Records from a dataset
◇ ◇ ◇ ◇ ◇

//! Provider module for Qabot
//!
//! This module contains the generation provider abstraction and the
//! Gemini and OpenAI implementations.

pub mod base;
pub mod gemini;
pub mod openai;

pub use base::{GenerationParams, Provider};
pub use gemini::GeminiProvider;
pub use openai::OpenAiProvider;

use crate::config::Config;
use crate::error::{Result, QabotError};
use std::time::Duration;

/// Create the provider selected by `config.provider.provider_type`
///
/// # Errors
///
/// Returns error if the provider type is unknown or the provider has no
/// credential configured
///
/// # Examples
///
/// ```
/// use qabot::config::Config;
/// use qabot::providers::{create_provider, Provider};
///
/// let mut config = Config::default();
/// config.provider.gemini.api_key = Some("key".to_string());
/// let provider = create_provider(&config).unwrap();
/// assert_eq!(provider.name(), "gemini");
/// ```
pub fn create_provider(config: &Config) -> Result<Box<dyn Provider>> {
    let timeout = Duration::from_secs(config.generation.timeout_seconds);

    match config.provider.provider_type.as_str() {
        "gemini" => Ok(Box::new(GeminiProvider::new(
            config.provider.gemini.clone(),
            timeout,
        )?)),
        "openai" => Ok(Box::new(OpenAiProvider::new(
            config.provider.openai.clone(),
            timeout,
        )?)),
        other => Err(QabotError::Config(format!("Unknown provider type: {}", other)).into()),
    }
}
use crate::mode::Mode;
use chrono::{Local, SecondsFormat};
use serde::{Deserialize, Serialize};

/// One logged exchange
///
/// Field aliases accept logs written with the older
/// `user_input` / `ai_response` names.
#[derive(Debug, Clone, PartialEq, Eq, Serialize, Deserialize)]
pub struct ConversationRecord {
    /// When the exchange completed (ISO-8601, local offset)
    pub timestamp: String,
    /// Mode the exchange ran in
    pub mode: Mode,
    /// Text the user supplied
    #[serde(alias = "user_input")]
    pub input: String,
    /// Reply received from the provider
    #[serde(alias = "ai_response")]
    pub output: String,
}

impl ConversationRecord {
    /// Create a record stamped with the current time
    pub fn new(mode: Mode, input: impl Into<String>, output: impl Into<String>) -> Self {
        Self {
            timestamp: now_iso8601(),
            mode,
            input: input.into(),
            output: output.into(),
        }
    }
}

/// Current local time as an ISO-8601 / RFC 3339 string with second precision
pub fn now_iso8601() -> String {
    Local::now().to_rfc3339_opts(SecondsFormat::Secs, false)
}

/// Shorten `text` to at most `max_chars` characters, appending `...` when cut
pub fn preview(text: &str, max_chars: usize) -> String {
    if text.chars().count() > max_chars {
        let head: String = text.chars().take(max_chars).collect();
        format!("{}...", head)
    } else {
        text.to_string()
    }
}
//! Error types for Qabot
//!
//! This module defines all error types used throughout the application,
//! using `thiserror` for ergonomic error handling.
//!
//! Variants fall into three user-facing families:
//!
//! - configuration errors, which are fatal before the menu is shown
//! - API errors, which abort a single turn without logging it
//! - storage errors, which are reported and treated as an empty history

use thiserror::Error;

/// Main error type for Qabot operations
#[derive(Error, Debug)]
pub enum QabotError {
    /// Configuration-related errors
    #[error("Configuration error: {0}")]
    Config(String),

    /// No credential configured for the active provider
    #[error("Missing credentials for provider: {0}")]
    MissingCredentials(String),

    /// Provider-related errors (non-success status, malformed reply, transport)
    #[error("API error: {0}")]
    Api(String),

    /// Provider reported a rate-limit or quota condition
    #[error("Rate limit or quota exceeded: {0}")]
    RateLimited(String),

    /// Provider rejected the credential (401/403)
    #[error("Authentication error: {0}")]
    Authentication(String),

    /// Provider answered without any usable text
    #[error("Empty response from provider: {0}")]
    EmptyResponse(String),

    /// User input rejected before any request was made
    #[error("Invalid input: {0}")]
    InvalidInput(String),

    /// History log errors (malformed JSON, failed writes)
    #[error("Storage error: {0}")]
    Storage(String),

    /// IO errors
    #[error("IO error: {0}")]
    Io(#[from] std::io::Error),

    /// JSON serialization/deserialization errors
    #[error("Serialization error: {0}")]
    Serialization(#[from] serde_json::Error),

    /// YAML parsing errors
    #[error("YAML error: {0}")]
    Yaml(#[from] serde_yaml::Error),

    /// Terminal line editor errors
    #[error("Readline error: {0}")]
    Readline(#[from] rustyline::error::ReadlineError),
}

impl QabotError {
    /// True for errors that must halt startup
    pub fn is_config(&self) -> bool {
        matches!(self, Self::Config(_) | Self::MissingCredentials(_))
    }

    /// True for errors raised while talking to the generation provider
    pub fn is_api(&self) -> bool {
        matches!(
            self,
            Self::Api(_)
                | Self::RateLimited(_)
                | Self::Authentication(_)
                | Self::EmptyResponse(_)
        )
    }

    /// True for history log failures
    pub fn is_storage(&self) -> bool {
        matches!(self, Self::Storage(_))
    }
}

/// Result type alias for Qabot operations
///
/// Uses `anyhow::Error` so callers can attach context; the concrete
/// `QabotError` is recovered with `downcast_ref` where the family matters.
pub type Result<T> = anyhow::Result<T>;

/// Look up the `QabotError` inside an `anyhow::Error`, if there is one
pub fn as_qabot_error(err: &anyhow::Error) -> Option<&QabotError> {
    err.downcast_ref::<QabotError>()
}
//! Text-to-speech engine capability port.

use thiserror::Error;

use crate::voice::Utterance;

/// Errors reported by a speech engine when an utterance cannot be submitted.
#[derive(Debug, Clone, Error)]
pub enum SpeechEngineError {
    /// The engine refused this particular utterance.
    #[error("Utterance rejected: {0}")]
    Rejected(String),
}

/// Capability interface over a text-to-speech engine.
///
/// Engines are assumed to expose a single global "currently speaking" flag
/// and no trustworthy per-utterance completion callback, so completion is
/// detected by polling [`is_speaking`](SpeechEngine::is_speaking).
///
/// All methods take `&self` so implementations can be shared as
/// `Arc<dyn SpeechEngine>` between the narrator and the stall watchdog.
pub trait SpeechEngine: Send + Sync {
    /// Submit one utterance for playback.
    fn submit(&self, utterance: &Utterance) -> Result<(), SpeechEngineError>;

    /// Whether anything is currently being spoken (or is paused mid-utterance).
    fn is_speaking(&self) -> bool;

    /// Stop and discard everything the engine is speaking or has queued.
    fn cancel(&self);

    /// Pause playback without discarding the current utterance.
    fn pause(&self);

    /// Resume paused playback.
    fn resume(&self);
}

◇ ◇ ◇ ◇ ◇

* **Directions for this task**: Would you output, from the records above, exactly the run of lines that starts at the line containing "be shared as" and ends at the line containing "fn is_speaking(&self) -> bool;", and only that run?

* **Written answer**:
/// All methods take `&self` so implementations can be shared as
/// `Arc<dyn SpeechEngine>` between the narrator and the stall watchdog.
pub trait SpeechEngine: Send + Sync {
    /// Submit one utterance for playback.
    fn submit(&self, utterance: &Utterance) -> Result<(), SpeechEngineError>;

    /// Whether anything is currently being spoken (or is paused mid-utterance).
    fn is_speaking(&self) -> bool;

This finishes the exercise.